▶ _EXERCISE DETAILS_: Carry over every entry exactly as it appears in the records.

[Stored data entries]
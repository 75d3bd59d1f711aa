//! # Catalog Commands
//!
//! Browsing, searching and book detail.
//!
//! ## Browse Page Flow
//! ```text
//! ┌─────────────────────────────────────────────────────────────────────────┐
//! │  Filter bar                                                             │
//! │  ┌──────────────┐ ┌────────────┐ ┌─────────────┐                        │
//! │  │ search: dune │ │ genre: All │ │ sort: price │                        │
//! │  └──────────────┘ └────────────┘ └─────────────┘                        │
//! │         │               │               │                               │
//! │         └───────────────┴───────┬───────┘                               │
//! │                                 ▼                                       │
//! │                     browse_books(request) ── page reset to 1            │
//! │                                 │                                       │
//! │                                 ▼                                       │
//! │         ┌─────────┐ ┌─────────┐ ┌─────────┐ ┌─────────┐                 │
//! │         │ book 1  │ │ book 2  │ │  ...    │ │ book 8  │                 │
//! │         └─────────┘ └─────────┘ └─────────┘ └─────────┘                 │
//! │                                 │                                       │
//! │                          [ Load more ] ── load_more() ── page + 1       │
//! └─────────────────────────────────────────────────────────────────────────┘
//! ```

use nexus_core::{
    Audiobook, BrowseState, Page, SortKey, POPULAR_BOOKS_LIMIT, RELATED_BOOKS_LIMIT,
};
use serde::{Deserialize, Serialize};
use tracing::debug;

use crate::error::ApiError;
use crate::state::{BrowseHolder, CatalogState, FavoritesState};

// =============================================================================
// DTOs
// =============================================================================

/// Filter bar input. Absent fields keep their current value.
#[derive(Debug, Clone, Default, Serialize, Deserialize)]
#[serde(rename_all = "camelCase")]
pub struct BrowseRequest {
    pub search: Option<String>,
    pub genre: Option<String>,
    pub sort: Option<String>,
    pub page: Option<usize>,
    pub page_size: Option<usize>,
}

/// One cumulative page of the browse grid, with the filters that produced it.
#[derive(Debug, Clone, Serialize)]
#[serde(rename_all = "camelCase")]
pub struct BookPageResponse {
    pub items: Vec<Audiobook>,
    pub total_count: usize,
    pub total_pages: usize,
    pub current_page: usize,
    pub has_more: bool,
    pub search: String,
    pub genre: String,
    pub sort: SortKey,
    pub page_size: usize,
}

impl BookPageResponse {
    fn new(page: Page<Audiobook>, browse: &BrowseState) -> Self {
        BookPageResponse {
            items: page.items,
            total_count: page.total_count,
            total_pages: page.total_pages,
            current_page: page.current_page,
            has_more: page.has_more,
            search: browse.query().search.clone(),
            genre: browse.query().genre.clone(),
            sort: browse.query().sort,
            page_size: browse.page_size(),
        }
    }
}

/// Detail page payload.
#[derive(Debug, Clone, Serialize)]
#[serde(rename_all = "camelCase")]
pub struct BookDetailResponse {
    pub book: Audiobook,
    pub related: Vec<Audiobook>,
    pub is_favorite: bool,
}

// =============================================================================
// Browse
// =============================================================================

fn current_page(catalog: &CatalogState, browse: &BrowseState) -> Result<BookPageResponse, ApiError> {
    let page = browse.current_page(catalog.inner())?;
    Ok(BookPageResponse::new(page, browse))
}

/// Applies the filter bar and returns the resulting page.
///
/// ## Behavior
/// - Any filter change resets to page 1
/// - `page` is applied after the filters, so an explicit page wins
/// - Invalid input (unknown sort, page 0) leaves the browse state untouched
pub fn browse_books(
    catalog: &CatalogState,
    browse: &BrowseHolder,
    request: BrowseRequest,
) -> Result<BookPageResponse, ApiError> {
    debug!(
        search = ?request.search,
        genre = ?request.genre,
        sort = ?request.sort,
        page = ?request.page,
        "browse_books command"
    );

    browse.with_browse_mut(|state| {
        let mut next = state.clone();
        if let Some(page_size) = request.page_size {
            next.set_page_size(page_size)?;
        }
        if let Some(search) = &request.search {
            next.set_search(search)?;
        }
        if let Some(genre) = &request.genre {
            next.set_genre(genre);
        }
        if let Some(sort) = &request.sort {
            next.set_sort(sort)?;
        }
        if let Some(page) = request.page {
            next.set_page(page)?;
        }

        let response = current_page(catalog, &next)?;
        *state = next;
        Ok(response)
    })
}

/// Reveals the next `page_size` books.
pub fn load_more(catalog: &CatalogState, browse: &BrowseHolder) -> Result<BookPageResponse, ApiError> {
    debug!("load_more command");

    browse.with_browse_mut(|state| {
        state.load_more();
        current_page(catalog, state)
    })
}

/// Resets search, genre and sort. The page size is kept.
pub fn clear_filters(
    catalog: &CatalogState,
    browse: &BrowseHolder,
) -> Result<BookPageResponse, ApiError> {
    debug!("clear_filters command");

    browse.with_browse_mut(|state| {
        state.clear_filters();
        current_page(catalog, state)
    })
}

// =============================================================================
// Lookup
// =============================================================================

/// Book detail with related titles and the caller's favorite flag.
///
/// ## Arguments
/// * `id` - Audiobook id
///
/// ## Returns
/// * `NOT_FOUND` when the id is unknown
pub fn get_book_detail(
    catalog: &CatalogState,
    favorites: &FavoritesState,
    id: &str,
) -> Result<BookDetailResponse, ApiError> {
    debug!(id = %id, "get_book_detail command");

    let book = catalog.inner().get_by_id(id)?;
    let related = catalog.inner().related(id, RELATED_BOOKS_LIMIT);

    Ok(BookDetailResponse {
        is_favorite: favorites.contains(&book.id),
        book,
        related,
    })
}

/// Books flagged as featured, for the home page hero.
pub fn featured_books(catalog: &CatalogState) -> Vec<Audiobook> {
    debug!("featured_books command");
    catalog.inner().featured()
}

/// The "popular right now" strip.
pub fn popular_books(catalog: &CatalogState) -> Vec<Audiobook> {
    debug!("popular_books command");
    catalog.inner().popular(POPULAR_BOOKS_LIMIT)
}

/// Genre dropdown values, "All" first.
pub fn list_genres(catalog: &CatalogState) -> Vec<String> {
    debug!("list_genres command");
    catalog.inner().genres()
}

▶ _SOLUTION TO THE PROBLEM_:
repository 75d3bd59d1f711aa
//! # Catalog Commands
//!
//! Browsing, searching and book detail.
//!
//! ## Browse Page Flow
//! ```text
//! ┌─────────────────────────────────────────────────────────────────────────┐
//! │  Filter bar                                                             │
//! │  ┌──────────────┐ ┌────────────┐ ┌─────────────┐                        │
//! │  │ search: dune │ │ genre: All │ │ sort: price │                        │
//! │  └──────────────┘ └────────────┘ └─────────────┘                        │
//! │         │               │               │                               │
//! │         └───────────────┴───────┬───────┘                               │
//! │                                 ▼                                       │
//! │                     browse_books(request) ── page reset to 1            │
//! │                                 │                                       │
//! │                                 ▼                                       │
//! │         ┌─────────┐ ┌─────────┐ ┌─────────┐ ┌─────────┐                 │
//! │         │ book 1  │ │ book 2  │ │  ...    │ │ book 8  │                 │
//! │         └─────────┘ └─────────┘ └─────────┘ └─────────┘                 │
//! │                                 │                                       │
//! │                          [ Load more ] ── load_more() ── page + 1       │
//! └─────────────────────────────────────────────────────────────────────────┘
//! ```

use nexus_core::{
    Audiobook, BrowseState, Page, SortKey, POPULAR_BOOKS_LIMIT, RELATED_BOOKS_LIMIT,
};
use serde::{Deserialize, Serialize};
use tracing::debug;

use crate::error::ApiError;
use crate::state::{BrowseHolder, CatalogState, FavoritesState};

// =============================================================================
// DTOs
// =============================================================================

/// Filter bar input. Absent fields keep their current value.
#[derive(Debug, Clone, Default, Serialize, Deserialize)]
#[serde(rename_all = "camelCase")]
pub struct BrowseRequest {
    pub search: Option<String>,
    pub genre: Option<String>,
    pub sort: Option<String>,
    pub page: Option<usize>,
    pub page_size: Option<usize>,
}

/// One cumulative page of the browse grid, with the filters that produced it.
#[derive(Debug, Clone, Serialize)]
#[serde(rename_all = "camelCase")]
pub struct BookPageResponse {
    pub items: Vec<Audiobook>,
    pub total_count: usize,
    pub total_pages: usize,
    pub current_page: usize,
    pub has_more: bool,
    pub search: String,
    pub genre: String,
    pub sort: SortKey,
    pub page_size: usize,
}

impl BookPageResponse {
    fn new(page: Page<Audiobook>, browse: &BrowseState) -> Self {
        BookPageResponse {
            items: page.items,
            total_count: page.total_count,
            total_pages: page.total_pages,
            current_page: page.current_page,
            has_more: page.has_more,
            search: browse.query().search.clone(),
            genre: browse.query().genre.clone(),
            sort: browse.query().sort,
            page_size: browse.page_size(),
        }
    }
}

/// Detail page payload.
#[derive(Debug, Clone, Serialize)]
#[serde(rename_all = "camelCase")]
pub struct BookDetailResponse {
    pub book: Audiobook,
    pub related: Vec<Audiobook>,
    pub is_favorite: bool,
}

// =============================================================================
// Browse
// =============================================================================

fn current_page(catalog: &CatalogState, browse: &BrowseState) -> Result<BookPageResponse, ApiError> {
    let page = browse.current_page(catalog.inner())?;
    Ok(BookPageResponse::new(page, browse))
}

/// Applies the filter bar and returns the resulting page.
///
/// ## Behavior
/// - Any filter change resets to page 1
/// - `page` is applied after the filters, so an explicit page wins
/// - Invalid input (unknown sort, page 0) leaves the browse state untouched
pub fn browse_books(
    catalog: &CatalogState,
    browse: &BrowseHolder,
    request: BrowseRequest,
) -> Result<BookPageResponse, ApiError> {
    debug!(
        search = ?request.search,
        genre = ?request.genre,
        sort = ?request.sort,
        page = ?request.page,
        "browse_books command"
    );

    browse.with_browse_mut(|state| {
        let mut next = state.clone();
        if let Some(page_size) = request.page_size {
            next.set_page_size(page_size)?;
        }
        if let Some(search) = &request.search {
            next.set_search(search)?;
        }
        if let Some(genre) = &request.genre {
            next.set_genre(genre);
        }
        if let Some(sort) = &request.sort {
            next.set_sort(sort)?;
        }
        if let Some(page) = request.page {
            next.set_page(page)?;
        }

        let response = current_page(catalog, &next)?;
        *state = next;
        Ok(response)
    })
}

/// Reveals the next `page_size` books.
pub fn load_more(catalog: &CatalogState, browse: &BrowseHolder) -> Result<BookPageResponse, ApiError> {
    debug!("load_more command");

    browse.with_browse_mut(|state| {
        state.load_more();
        current_page(catalog, state)
    })
}

/// Resets search, genre and sort. The page size is kept.
pub fn clear_filters(
    catalog: &CatalogState,
    browse: &BrowseHolder,
) -> Result<BookPageResponse, ApiError> {
    debug!("clear_filters command");

    browse.with_browse_mut(|state| {
        state.clear_filters();
        current_page(catalog, state)
    })
}

// =============================================================================
// Lookup
// =============================================================================

/// Book detail with related titles and the caller's favorite flag.
///
/// ## Arguments
/// * `id` - Audiobook id
///
/// ## Returns
/// * `NOT_FOUND` when the id is unknown
pub fn get_book_detail(
    catalog: &CatalogState,
    favorites: &FavoritesState,
    id: &str,
) -> Result<BookDetailResponse, ApiError> {
    debug!(id = %id, "get_book_detail command");

    let book = catalog.inner().get_by_id(id)?;
    let related = catalog.inner().related(id, RELATED_BOOKS_LIMIT);

    Ok(BookDetailResponse {
        is_favorite: favorites.contains(&book.id),
        book,
        related,
    })
}

/// Books flagged as featured, for the home page hero.
pub fn featured_books(catalog: &CatalogState) -> Vec<Audiobook> {
    debug!("featured_books command");
    catalog.inner().featured()
}

/// The "popular right now" strip.
pub fn popular_books(catalog: &CatalogState) -> Vec<Audiobook> {
    debug!("popular_books command");
    catalog.inner().popular(POPULAR_BOOKS_LIMIT)
}

/// Genre dropdown values, "All" first.
pub fn list_genres(catalog: &CatalogState) -> Vec<String> {
    debug!("list_genres command");
    catalog.inner().genres()
}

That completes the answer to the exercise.